--- Problem requirements ---
Every line below that contains the word "Returns" must be copied.

--- Entries shown ---

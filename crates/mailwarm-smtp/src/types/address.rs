//! Envelope addresses.

use crate::error::{Error, Result};

/// Bare email address used in `MAIL FROM` / `RCPT TO`.
#[derive(Debug, Clone, PartialEq, Eq, Hash)]
pub struct Address(String);

impl Address {
    /// Creates an address, validating its basic shape.
    ///
    /// Accepts a display form such as `"Jane <jane@example.com>"` and keeps
    /// only the angle-bracketed part.
    ///
    /// # Errors
    ///
    /// Returns an error if the address is empty or not of the form
    /// `local@domain`.
    pub fn new(addr: impl AsRef<str>) -> Result<Self> {
        let addr = strip_display_name(addr.as_ref().trim());

        if addr.is_empty() {
            return Err(Error::InvalidAddress("Address cannot be empty".into()));
        }
        if addr.chars().any(|c| c.is_whitespace() || c == '<' || c == '>') {
            return Err(Error::InvalidAddress(format!(
                "Address contains invalid characters: {addr}"
            )));
        }

        match addr.split_once('@') {
            Some((local, domain))
                if !local.is_empty() && !domain.is_empty() && !domain.contains('@') =>
            {
                Ok(Self(addr.to_string()))
            }
            _ => Err(Error::InvalidAddress(format!(
                "Address must be local@domain: {addr}"
            ))),
        }
    }

    /// Returns the address as a string slice.
    #[must_use]
    pub fn as_str(&self) -> &str {
        &self.0
    }

    /// Returns the domain part.
    #[must_use]
    pub fn domain(&self) -> &str {
        self.0.split_once('@').map_or("", |(_, d)| d)
    }
}

impl std::fmt::Display for Address {
    fn fmt(&self, f: &mut std::fmt::Formatter<'_>) -> std::fmt::Result {
        f.write_str(&self.0)
    }
}

fn strip_display_name(addr: &str) -> &str {
    match (addr.rfind('<'), addr.rfind('>')) {
        (Some(open), Some(close)) if open < close => addr[open + 1..close].trim(),
        _ => addr,
    }
}

#[cfg(test)]
#[allow(clippy::unwrap_used)]
mod tests {
    use super::*;

    #[test]
    fn plain_address() {
        let addr = Address::new("user@example.com").unwrap();
        assert_eq!(addr.as_str(), "user@example.com");
        assert_eq!(addr.domain(), "example.com");
    }

    #[test]
    fn display_form_is_unwrapped() {
        let addr = Address::new("Jane Doe <jane@example.org>").unwrap();
        assert_eq!(addr.as_str(), "jane@example.org");
    }

    #[test]
    fn rejects_malformed() {
        assert!(Address::new("").is_err());
        assert!(Address::new("no-at-sign").is_err());
        assert!(Address::new("@example.com").is_err());
        assert!(Address::new("user@").is_err());
        assert!(Address::new("a@b@c").is_err());
        assert!(Address::new("has space@example.com").is_err());
    }
}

--- Response area ---
    /// Returns an error if the address is empty or not of the form
    /// Returns the address as a string slice.
    /// Returns the domain part.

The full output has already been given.